The survivors mentioned earlier who met Pompeo urged him and the USA that they should try and educate the Chinese citizens about the “truth” of the events of June 4.

Xi Jinping’s to-be wife and Tiananmen Celebration

Xi Jinping’s wife Peng Liyuan is infamously known for a picture where she is singing to the Chinese troops following the bloody massacre where possibly thousands were killed. The image is living proof about Peng Liyuan’s involvement in the greatest human massacres of all time.

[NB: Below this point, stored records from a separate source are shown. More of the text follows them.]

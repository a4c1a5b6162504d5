//! Table rows as SQLite hands them back, and their conversion to models.
//!
//! Dates and times are stored as text. A row whose text no longer parses is
//! dropped with a warning instead of failing the whole read.

use chrono::NaiveDate;
use sqlx::FromRow;
use tracing::warn;

use crate::calculation::parse_hhmm;
use crate::models::{
    Absence, AbsenceKind, Employee, EmployeeId, Lateness, Overtime, RecordId, Shift, Stored,
};

/// A raw table row that converts into a model.
pub(super) trait TableRow {
    type Record;

    const TABLE: &'static str;

    fn id(&self) -> i64;

    fn decode(self) -> Result<Self::Record, String>;
}

/// Converts fetched rows, dropping and logging the unreadable ones.
pub(super) fn decode_rows<R: TableRow>(rows: Vec<R>) -> Vec<R::Record> {
    rows.into_iter()
        .filter_map(|row| {
            let id = row.id();
            match row.decode() {
                Ok(record) => Some(record),
                Err(error) => {
                    warn!(table = R::TABLE, id, error = %error, "Skipping unreadable row");
                    None
                }
            }
        })
        .collect()
}

fn date(value: &str) -> Result<NaiveDate, String> {
    NaiveDate::parse_from_str(value.trim(), "%Y-%m-%d")
        .map_err(|_| format!("'{}' is not a YYYY-MM-DD date", value))
}

fn employee_id(value: i64) -> Result<EmployeeId, String> {
    EmployeeId::try_from(value).map_err(|_| format!("{} is not an employee id", value))
}

fn record_id(value: i64) -> Result<RecordId, String> {
    RecordId::try_from(value).map_err(|_| format!("{} is not a record id", value))
}

fn minutes(value: i64) -> Result<u32, String> {
    u32::try_from(value).map_err(|_| format!("{} is not a number of minutes", value))
}

#[derive(Debug, FromRow)]
pub(super) struct EmployeeRecord {
    id: i64,
    name: String,
    active: bool,
}

impl TableRow for EmployeeRecord {
    type Record = Employee;

    const TABLE: &'static str = "employees";

    fn id(&self) -> i64 {
        self.id
    }

    fn decode(self) -> Result<Employee, String> {
        Ok(Employee {
            id: employee_id(self.id)?,
            name: self.name,
            active: self.active,
        })
    }
}

#[derive(Debug, FromRow)]
pub(super) struct ShiftRecord {
    id: i64,
    shift_date: String,
    employee_id: i64,
    start_time: String,
    end_time: String,
    break_minutes: i64,
    replacement: bool,
    replaces_employee_id: Option<i64>,
    comment: Option<String>,
}

impl TableRow for ShiftRecord {
    type Record = Stored<Shift>;

    const TABLE: &'static str = "shifts";

    fn id(&self) -> i64 {
        self.id
    }

    fn decode(self) -> Result<Stored<Shift>, String> {
        let shift = Shift {
            date: date(&self.shift_date)?,
            employee_id: employee_id(self.employee_id)?,
            start_time: parse_hhmm(&self.start_time).map_err(|e| e.to_string())?,
            end_time: parse_hhmm(&self.end_time).map_err(|e| e.to_string())?,
            break_minutes: minutes(self.break_minutes)?,
            replacement: self.replacement,
            replaces_employee_id: self.replaces_employee_id.map(employee_id).transpose()?,
            comment: self.comment.unwrap_or_default(),
        };
        Ok(Stored::new(record_id(self.id)?, shift))
    }
}

#[derive(Debug, FromRow)]
pub(super) struct AbsenceRecord {
    id: i64,
    start_date: String,
    end_date: String,
    employee_id: i64,
    #[sqlx(rename = "type")]
    kind: String,
    justified: bool,
    comment: Option<String>,
}

impl TableRow for AbsenceRecord {
    type Record = Stored<Absence>;

    const TABLE: &'static str = "absences";

    fn id(&self) -> i64 {
        self.id
    }

    fn decode(self) -> Result<Stored<Absence>, String> {
        let kind = AbsenceKind::from_label(&self.kind)
            .ok_or_else(|| format!("unknown absence type '{}'", self.kind))?;
        let absence = Absence {
            start_date: date(&self.start_date)?,
            end_date: date(&self.end_date)?,
            employee_id: employee_id(self.employee_id)?,
            kind,
            justified: self.justified,
            comment: self.comment.unwrap_or_default(),
        };
        Ok(Stored::new(record_id(self.id)?, absence))
    }
}

#[derive(Debug, FromRow)]
pub(super) struct LatenessRecord {
    id: i64,
    late_date: String,
    employee_id: i64,
    scheduled_time: String,
    arrival_time: String,
    justified: bool,
    comment: Option<String>,
}

impl TableRow for LatenessRecord {
    type Record = Stored<Lateness>;

    const TABLE: &'static str = "lateness";

    fn id(&self) -> i64 {
        self.id
    }

    fn decode(self) -> Result<Stored<Lateness>, String> {
        let lateness = Lateness {
            date: date(&self.late_date)?,
            employee_id: employee_id(self.employee_id)?,
            scheduled_time: parse_hhmm(&self.scheduled_time).map_err(|e| e.to_string())?,
            arrival_time: parse_hhmm(&self.arrival_time).map_err(|e| e.to_string())?,
            justified: self.justified,
            comment: self.comment.unwrap_or_default(),
        };
        Ok(Stored::new(record_id(self.id)?, lateness))
    }
}

#[derive(Debug, FromRow)]
pub(super) struct OvertimeRecord {
    id: i64,
    overtime_date: String,
    employee_id: i64,
    minutes: i64,
    reason: Option<String>,
}

impl TableRow for OvertimeRecord {
    type Record = Stored<Overtime>;

    const TABLE: &'static str = "overtime";

    fn id(&self) -> i64 {
        self.id
    }

    fn decode(self) -> Result<Stored<Overtime>, String> {
        let overtime = Overtime {
            date: date(&self.overtime_date)?,
            employee_id: employee_id(self.employee_id)?,
            minutes: minutes(self.minutes)?,
            reason: self.reason.unwrap_or_default(),
        };
        Ok(Stored::new(record_id(self.id)?, overtime))
    }
}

Although the image was swiftly taken down of Chinese social media platforms but as is the case with the Internet, nothing is ever permanently deleted here.

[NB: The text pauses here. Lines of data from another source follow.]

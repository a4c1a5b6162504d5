//! Application state for the shift planner API.
//!
//! This module defines the shared application state that is available
//! to all request handlers.

use std::sync::Arc;

use tokio::sync::{Mutex, MutexGuard};

use crate::planner::Planner;

/// Shared application state.
///
/// Holds the one planner instance behind a mutex so that requests are
/// served one at a time.
#[derive(Clone)]
pub struct AppState {
    planner: Arc<Mutex<Planner>>,
}

impl AppState {
    /// Creates a new application state around the given planner.
    pub fn new(planner: Planner) -> Self {
        Self {
            planner: Arc::new(Mutex::new(planner)),
        }
    }

    /// Locks the planner for the duration of one request.
    pub async fn planner(&self) -> MutexGuard<'_, Planner> {
        self.planner.lock().await
    }
}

The image still does the rounds of the internet routinely, especially during the anniversary of the Tiananmen Square massacre, despite the Chinese trying their best to censor it.

Hong Kong—History repeating itself?

The famous annual vigil of Hong Kong that is taken out in the memory of the Tiananmen Square massacre has for the first time been banned citing COVID-19 fears. Hong Kong is on a similar trajectory as the calls for democracy have been steadily rising. Because the media is independent at the moment in Hong Kong, China has not been able to penetrate as much as it would have liked but you can expect restrictions from Beijing if it is able to find its way around with the controversial bills.

With last year’s Extradition bill and last month’s National Security Bill, China is trying to quash the freedom movements in Hong Kong just like it had done 31 years earlier in Tiananmen.

China needs to be held accountable

The little land-locked European nation of the Czech Republic has given us a little example of how to take on China and show the truth of Tiananmen square to the world and the oblivious Chinese.

The time has come now that the world is brought level on terms with the unspeakable atrocities the Chinese have undertaken on humankind. From the killing of pro-democracy protestors in Tiananmen Square to Falun gong persecution to the Uighur Muslims to the spread of deadly SARS and now COVID-19 which has killed thousands—China needs to be held accountable for its every single sin and made to pay the reparations it so dearly owes us all.